操作法もいたって簡単。□ボタン連打で通常攻撃。△ボタンで特殊効果付加のチャージ攻撃。○ボタンで無双乱舞発動! この攻撃パターンでワラワラ湧いてくる敵ザコ兵をなぎ倒す、まさに一騎当千の爽快感を味わえるのです。これだけ書くと作業っぽいですが、これが逆にリアルでもありました。格闘技では同じ型を何度も反復して身体に覚え込ませます。そうすることによって、実戦で型の動きが自然と出るようになります。このボタン連打で同じ動きの繰り返しがその説明になるのです。タイミングを計るために筆者は最初、いち、にい、さん、と、カウントを取りながらタイミングを覚え込んでいったのを覚えています。つまり、格闘技の型稽古と同じですね。これがリアルだった。
エポックメイキングはまだあります。この一見、単純操作の攻撃法はシステム的弱点のようにも見えますが、大きな武器でもあります。
当時は2D対戦格闘ゲームもほぼ行き着くところまで行ってしまった感があり、操作法は複雑になり難易度も高く、コアユーザー以外は置いて行かれるような状態になっていました。アクションは好きだけどヘタ、という、大多数のユーザーの受け皿がなくなっていた時代でもあったのです。そんな時期にコーエーが簡単操作の爽快アクションゲームを出したのです。おそらくこの英断はコーエーだからこそできた、と、筆者は感じています。
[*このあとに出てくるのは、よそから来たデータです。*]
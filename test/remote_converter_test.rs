/// Integration tests for the remote converter client.
///
/// These tests run the real HTTP transport against a mock conversion server
/// and verify the complete path from job construction through the worker pool
/// to the result consumer.
///
/// ## Running Tests
///
/// ```bash
/// cargo test --test remote_converter_test
/// ```

#[cfg(test)]
mod tests {
    use bytes::Bytes;
    use pretty_assertions::assert_eq;
    use remote_converter::{
        converter::RemoteConverter,
        error::ConverterError,
        job::{JobStatus, Priority},
        probe::CURRENT_PROTOCOL_VERSION,
    };
    use serde_json::json;
    use std::io;
    use std::sync::{Arc, Mutex};
    use std::time::Duration;
    use tempfile::NamedTempFile;
    use tracing_subscriber::fmt::MakeWriter;
    use wiremock::matchers::{method, path};
    use wiremock::{Mock, MockServer, ResponseTemplate};

    async fn conversion_server(protocol_version: u32) -> MockServer {
        let server = MockServer::start().await;
        Mock::given(method("GET"))
            .and(path("/converter"))
            .respond_with(ResponseTemplate::new(200).set_body_json(json!({
                "operational": true,
                "timeout": 120000,
                "protocolVersion": protocol_version,
            })))
            .mount(&server)
            .await;
        server
    }

    async fn respond_to_conversions(server: &MockServer, response: ResponseTemplate) {
        Mock::given(method("POST"))
            .and(path("/converter"))
            .respond_with(response)
            .mount(server)
            .await;
    }

    async fn converter_for(server: &MockServer) -> RemoteConverter {
        RemoteConverter::builder()
            .base_uri(server.uri())
            .core_pool_size(1)
            .maximum_pool_size(1)
            .request_timeout(Duration::from_secs(5))
            .build()
            .await
            .unwrap()
    }

    fn ignore_output(_: Bytes) -> io::Result<()> {
        Ok(())
    }

    /// Collects everything the fmt subscriber writes.
    #[derive(Clone, Default)]
    struct LogCapture(Arc<Mutex<Vec<u8>>>);

    impl LogCapture {
        fn contents(&self) -> String {
            String::from_utf8_lossy(&self.0.lock().unwrap()).to_string()
        }
    }

    impl io::Write for LogCapture {
        fn write(&mut self, buf: &[u8]) -> io::Result<usize> {
            self.0.lock().unwrap().extend_from_slice(buf);
            Ok(buf.len())
        }

        fn flush(&mut self) -> io::Result<()> {
            Ok(())
        }
    }

    impl<'a> MakeWriter<'a> for LogCapture {
        type Writer = LogCapture;

        fn make_writer(&'a self) -> Self::Writer {
            self.clone()
        }
    }

    /// Test a document travelling to the server and back into a file.
    #[tokio::test]
    async fn test_convert_document_to_file() -> anyhow::Result<()> {
        let server = conversion_server(CURRENT_PROTOCOL_VERSION).await;
        respond_to_conversions(
            &server,
            ResponseTemplate::new(200).set_body_bytes(b"%PDF-1.7 converted".to_vec()),
        )
        .await;
        let converter = converter_for(&server).await;
        let target = NamedTempFile::new()?;

        let handle = converter
            .convert(Bytes::from_static(b"word document"))
            .to_file(target.path())
            .schedule()?;

        assert!(handle.wait().await?);
        assert_eq!(handle.status(), JobStatus::Completed);
        assert_eq!(std::fs::read(target.path())?, b"%PDF-1.7 converted");

        let requests = server.received_requests().await.unwrap_or_default();
        let upload = requests
            .iter()
            .find(|r| r.method.as_str() == "POST")
            .expect("no conversion request");
        assert_eq!(upload.body, b"word document");
        assert_eq!(
            upload.headers.get("content-type").and_then(|v| v.to_str().ok()),
            Some("application/octet-stream")
        );
        Ok(())
    }

    /// Test that queued jobs reach the server highest priority first.
    #[tokio::test]
    async fn test_jobs_dispatched_by_priority() -> anyhow::Result<()> {
        let server = conversion_server(CURRENT_PROTOCOL_VERSION).await;
        respond_to_conversions(&server, ResponseTemplate::new(200).set_body_bytes(b"ok".to_vec()))
            .await;
        let converter = converter_for(&server).await;

        // No await between the schedule calls: all jobs are queued before the
        // single worker runs.
        let mut handles = Vec::new();
        for (payload, priority) in [("p1", 1), ("p10", 10), ("p5", 5)] {
            handles.push(
                converter
                    .convert(Bytes::from_static(payload.as_bytes()))
                    .to(ignore_output)
                    .prioritize_with(priority)
                    .schedule()?,
            );
        }
        for handle in &handles {
            assert!(handle.wait().await?);
        }

        let bodies: Vec<String> = server
            .received_requests()
            .await
            .unwrap_or_default()
            .into_iter()
            .filter(|r| r.method.as_str() == "POST")
            .map(|r| String::from_utf8_lossy(&r.body).to_string())
            .collect();
        assert_eq!(bodies, vec!["p10", "p5", "p1"]);
        Ok(())
    }

    /// Test that a protocol mismatch is logged but not fatal.
    #[tokio::test]
    async fn test_protocol_mismatch_logs_warning() {
        let server = conversion_server(CURRENT_PROTOCOL_VERSION + 1).await;
        let capture = LogCapture::default();
        let subscriber = tracing_subscriber::fmt()
            .with_writer(capture.clone())
            .with_ansi(false)
            .finish();
        let _guard = tracing::subscriber::set_default(subscriber);

        let converter = converter_for(&server).await;

        let logs = capture.contents();
        assert!(logs.contains("WARN"), "logs: {logs}");
        assert!(
            logs.contains("does not match client protocol version"),
            "logs: {logs}"
        );
        assert!(converter.is_operational().await);
    }

    /// Test that an unreachable server never fails construction or probing.
    #[tokio::test]
    async fn test_unreachable_server() {
        let converter = RemoteConverter::builder()
            .base_uri("http://127.0.0.1:9")
            .request_timeout(Duration::from_secs(2))
            .build()
            .await
            .expect("construction must not depend on the server");

        assert!(!converter.is_operational().await);

        let result = converter
            .convert(Bytes::from_static(b"doc"))
            .to(ignore_output)
            .execute()
            .await;
        assert!(matches!(result, Err(ConverterError::Network(_))));
    }

    /// Test that server failures resolve the affected handle only.
    #[tokio::test]
    async fn test_server_error_surfaces_through_handle() {
        let server = conversion_server(CURRENT_PROTOCOL_VERSION).await;
        respond_to_conversions(&server, ResponseTemplate::new(500).set_body_string("boom")).await;
        let converter = converter_for(&server).await;

        let result = converter
            .convert(Bytes::from_static(b"doc"))
            .to(ignore_output)
            .execute()
            .await;

        assert_eq!(
            result,
            Err(ConverterError::Server {
                status: 500,
                message: "boom".to_string(),
            })
        );
        assert!(converter.is_operational().await);
    }

    /// Test that a rejected document resolves to `false`.
    #[tokio::test]
    async fn test_rejected_document() {
        let server = conversion_server(CURRENT_PROTOCOL_VERSION).await;
        respond_to_conversions(&server, ResponseTemplate::new(422)).await;
        let converter = converter_for(&server).await;

        let result = converter
            .convert(Bytes::from_static(b"corrupt"))
            .to(ignore_output)
            .prioritize_with(Priority::LOW)
            .execute()
            .await;

        assert_eq!(result, Ok(false));
    }

    /// Test that the request timeout bounds each remote call.
    #[tokio::test]
    async fn test_request_timeout() {
        let server = conversion_server(CURRENT_PROTOCOL_VERSION).await;
        respond_to_conversions(
            &server,
            ResponseTemplate::new(200).set_delay(Duration::from_secs(3)),
        )
        .await;
        let converter = RemoteConverter::builder()
            .base_uri(server.uri())
            .request_timeout(Duration::from_millis(200))
            .build()
            .await
            .unwrap();

        let result = converter
            .convert(Bytes::from_static(b"slow"))
            .to(ignore_output)
            .execute()
            .await;

        assert!(matches!(result, Err(ConverterError::Network(_))));
    }

    /// Test that the server is not probed once the converter is shut down.
    #[tokio::test]
    async fn test_not_operational_after_shutdown() {
        let server = conversion_server(CURRENT_PROTOCOL_VERSION).await;
        let converter = converter_for(&server).await;
        assert!(converter.is_operational().await);

        converter.shut_down();

        assert!(!converter.is_operational().await);
        let scheduled = converter
            .convert(Bytes::from_static(b"doc"))
            .to(ignore_output)
            .schedule();
        assert!(matches!(scheduled, Err(ConverterError::IllegalState(_))));
    }
}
コーエーユーザーは大多数がSLGプレイヤーです。アクションは得意ではありません。そこでコーエーはそのユーザーに向けて簡単操作を採用したのでしょう。これが成功へと繋がったのです。もしこれがカプコンとか、SNKといったハードなアクションゲームメーカーだったなら、やはり複雑な操作法を導入し、間口の狭いゲームになっていたのでは、と、思うのです。筆者も真・三國無双をプレイし、アクション得意な人はこんな爽快感をずっと味わってたんだ、と感慨を覚えたものです。
そう、真・三國無双は誰でも上級プレイヤー気分を味わえるゲームでもあったのです。これも画期的と言えるでしょう。
そしてこの地味なヒットは確実にユーザーの支持を受け、真・三國無双2での大ブレイクとして結実するのです。